What is a ‘deposit’?
The provisions relating to acceptance of deposits are governed under Sections 73 to 76A of the Act along with the Rules. Under the Act, a ‘deposit’ is defined to include any receipt of money by way of deposit or loan or in any other form by a company, but excludes, inter alia, (i) loan obtained from a bank, (ii) any amount received from any other company etc. Barring the exclusions as provided under the Rules, any other receipt of money by a company will be deemed as a ‘deposit’ and any acceptance or renewal of deposits in contravention with the Act and the Rules is prohibited.
Deposits can be accepted from public or from members of a company, through the procedure prescribed under the Act read with the Rules. Such acceptance of deposits should be disclosed in the financial statements of the company and
recorded through filing appropriate forms with the Registrar of Companies. Any contravention of the procedure under the Act or Rules with respect to acceptance of deposits, or any failure of the company in repaying the deposit, will attract penalty. The amount of penalty to be paid can be the entire amount of the deposit accepted with interest, along with a penalty which may extend to INR 10 crores.
Amended Rules and its impact
The Amended Rules provides as follows:
- Rule 2 (1) (c) (xvii) of the Rules excludes from the ambit of a deposit, an amount of INR 25 lakhs or more received by a start-up company as a convertible note, not exceeding 5 years from the date of issue in a single tranche, from a person.
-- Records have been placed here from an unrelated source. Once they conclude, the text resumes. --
//! Risk plot generator.
//!
//! Turns a risk assessment table (observation, likelihood, impact, optional
//! risk rating) into a quadrant grid, a severity donut or a recommendations
//! scatter.

pub mod cli;
pub mod commands;
pub mod domain;
pub mod errors;
pub mod services;

pub use cli::Cli;
pub use domain::figure::{Figure, Overlays};
pub use domain::models::{
    AggregateCounts, ExposureLevel, Level, Observation, QuadrantCoordinate, RenderMode,
    RenderReport, RiskContext, Schema,
};
pub use errors::{RowIssue, RpgError};
pub use services::canvas::{FigureSink, PlottersCanvas};
pub use services::jitter::JitterPlacer;
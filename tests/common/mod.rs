#![allow(dead_code)]

use assert_cmd::cargo::cargo_bin_cmd;
use assert_cmd::Command;
use image::{Rgb, RgbImage};
use std::fs;
use std::path::{Path, PathBuf};
use tempfile::TempDir;

pub const RATED_CSV: &str = "\
Number,Observation,Likelihood,Impact,Risk
1,Outdated TLS configuration,H,M,H
2,Default credentials on admin panel,H,H,H
3,Verbose error messages,M,L,M
";

pub const RECOMMENDATIONS_CSV: &str = "\
Number,Recommendation,Likelihood,Impact
R1,Enforce TLS 1.2+,H,M
R2,Rotate admin credentials,H,H
";

pub struct TestEnv {
    tmp: TempDir,
    pub assets: PathBuf,
}

impl TestEnv {
    pub fn new() -> Self {
        let tmp = TempDir::new().expect("create temp dir");
        let assets = tmp.path().join("assets");
        fs::create_dir_all(&assets).expect("create asset dir");
        for name in ["grid-bg.png", "recommendations-bg.png"] {
            write_background(&assets.join(name));
        }
        Self { tmp, assets }
    }

    /// Replaces a background with bytes that are not an image.
    pub fn corrupt_asset(&self, name: &str) {
        fs::write(self.assets.join(name), b"not a png").expect("write corrupt background");
    }

    pub fn dir(&self) -> &Path {
        self.tmp.path()
    }

    pub fn write_csv(&self, name: &str, body: &str) -> PathBuf {
        let path = self.tmp.path().join(name);
        fs::write(&path, body).expect("write csv fixture");
        path
    }

    pub fn path(&self, name: &str) -> PathBuf {
        self.tmp.path().join(name)
    }

    /// Binary run from inside the temp dir so `data/` lookups stay isolated.
    pub fn cmd(&self) -> Command {
        let mut cmd = cargo_bin_cmd!("rpg");
        cmd.current_dir(self.tmp.path())
            .env_remove("RUST_LOG")
            .env("RPG_VIEWER", "true");
        cmd
    }
}

/// Small 3x3 quadrant-tinted PNG, enough for the renderer to scale up.
pub fn write_background(path: &Path) {
    let img = RgbImage::from_fn(45, 30, |x, y| {
        let (col, row) = ((x / 15) as u8, (y / 10) as u8);
        Rgb([200 + 20 * col, 240 - 20 * row, 200])
    });
    img.save(path).expect("write background fixture");
}
use crate::domain::constants::{
    GRID_BACKGROUND, GRID_LABEL_PT, GRID_MARKER_AREA, HIGH_MARKER_RGB, HIGH_WEDGE_RGB,
    LOW_MARKER_RGB, LOW_WEDGE_RGB, MEDIUM_MARKER_RGB, MEDIUM_WEDGE_RGB, RECOMMENDATIONS_BACKGROUND,
    RECOMMENDATION_LABEL_PT, RECOMMENDATION_MARKER_AREA, RECOMMENDATION_MARKER_RGB,
};
use crate::domain::figure::{
    Background, DonutFigure, Marker, MarkerStyle, Overlays, ScatterFigure, Wedge, BLACK, WHITE,
};
use crate::domain::models::{AggregateCounts, Level, RenderMode, RiskContext, Schema};
use crate::services::jitter::{JitterPlacer, Placement};
use crate::services::severity::exposure_level;
use rand::Rng;

#[derive(Debug, Clone, Copy, PartialEq)]
pub enum Palette {
    /// Fill by each observation's own risk rating.
    Severity,
    /// One style for every marker.
    Uniform(MarkerStyle),
}

/// Everything that differs between the scatter modes.
#[derive(Debug, Clone, Copy, PartialEq)]
pub struct RenderProfile {
    pub mode: RenderMode,
    pub schema: Schema,
    pub palette: Palette,
    pub placement: Placement,
    pub background: &'static str,
}

impl RenderProfile {
    pub const GRID: RenderProfile = RenderProfile {
        mode: RenderMode::Grid,
        schema: Schema::RiskRated,
        palette: Palette::Severity,
        placement: Placement::GRID,
        background: GRID_BACKGROUND,
    };

    pub const RECOMMENDATIONS: RenderProfile = RenderProfile {
        mode: RenderMode::Recommendations,
        schema: Schema::Recommendations,
        palette: Palette::Uniform(MarkerStyle {
            fill: RECOMMENDATION_MARKER_RGB,
            area: RECOMMENDATION_MARKER_AREA,
            label_color: WHITE,
            label_pt: RECOMMENDATION_LABEL_PT,
        }),
        placement: Placement::RECOMMENDATIONS,
        background: RECOMMENDATIONS_BACKGROUND,
    };

    /// Scatter profile for `mode`; the donut has none.
    pub fn for_mode(mode: RenderMode) -> Option<RenderProfile> {
        match mode {
            RenderMode::Grid => Some(Self::GRID),
            RenderMode::Recommendations => Some(Self::RECOMMENDATIONS),
            RenderMode::Donut => None,
        }
    }
}

pub fn severity_style(level: Level) -> MarkerStyle {
    let (fill, label_color) = match level {
        Level::High => (HIGH_MARKER_RGB, WHITE),
        Level::Medium => (MEDIUM_MARKER_RGB, WHITE),
        Level::Low => (LOW_MARKER_RGB, BLACK),
    };
    MarkerStyle {
        fill,
        area: GRID_MARKER_AREA,
        label_color,
        label_pt: GRID_LABEL_PT,
    }
}

pub fn build_scatter<R: Rng>(
    ctx: &RiskContext,
    profile: &RenderProfile,
    overlays: Overlays,
    placer: &mut JitterPlacer<R>,
    background: Background,
) -> ScatterFigure {
    let mut markers = Vec::with_capacity(ctx.observations.len());
    for o in &ctx.observations {
        let style = match (profile.palette, o.risk_rating) {
            (Palette::Uniform(style), _) => style,
            (Palette::Severity, Some(level)) => severity_style(level),
            (Palette::Severity, None) => {
                tracing::warn!(
                    id = %o.id,
                    line = o.line,
                    "observation has no risk rating, skipped"
                );
                continue;
            }
        };
        markers.push(Marker {
            point: placer.place(o.quadrant, profile.placement),
            label: o.id.clone(),
            style,
        });
    }

    let legend = if overlays.legend {
        ctx.observations.iter().map(|o| o.legend_label()).collect()
    } else {
        Vec::new()
    };

    ScatterFigure {
        mode: profile.mode,
        background,
        markers,
        legend,
        axis_arrows: overlays.axis_arrows,
        axis_labels: overlays.axis_labels,
    }
}

pub fn build_donut(counts: &AggregateCounts, overlays: Overlays) -> DonutFigure {
    let wedge = |level: Level, fill| Wedge {
        level,
        count: counts.get(level),
        fill,
    };
    DonutFigure {
        wedges: [
            wedge(Level::High, HIGH_WEDGE_RGB),
            wedge(Level::Medium, MEDIUM_WEDGE_RGB),
            wedge(Level::Low, LOW_WEDGE_RGB),
        ],
        exposure_level: exposure_level(counts),
        legend: overlays.legend,
    }
}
The Amended Rules have increased the time to 10 years, as opposed to the earlier period of 5 years.
The extended term of repayment gives greater flexibility to start-up companies to raise or infuse capital, which is INR 25 lakhs or more, without it being termed as a deposit.
- In the explanation to Rule 2 (1) (c) (xvii), which defines a start-up company, an addition has been made to indicate that a start-up company shall mean a private company incorporated in India, in accordance with the DPIIT Notification.
Earlier, the rules merely defined a start-up as a private company which is incorporated under the Act. However, the DPIIT Notification specifies that an entity shall be considered a start-up, up to a period of 10 years from its date of incorporation and if the turnover of the entity has not exceeded INR 100 crores. This clarification brought in by the Amended Rules aligns the definition of a start-up company under the Rules with that of the DPIIT Notification.
- Under Rule 3 (3) of the Rules, a private company which is a start-up, can now accept deposits from its members without any limit, for a period of 10 years. Prior to the amendment, the period was 5 years.
Conclusion
The Amended Rules pave way for start-ups to raise money without the fear of the funds being treated as a deposit. This allows greater flexibility for companies to raise funds without attracting the compliances prescribed under the Rules. Also, with Covid-19 impacting operations of numerous start-ups along with drying up their funds, the Amended Rules will help in reviving the start-up ecosystem in India.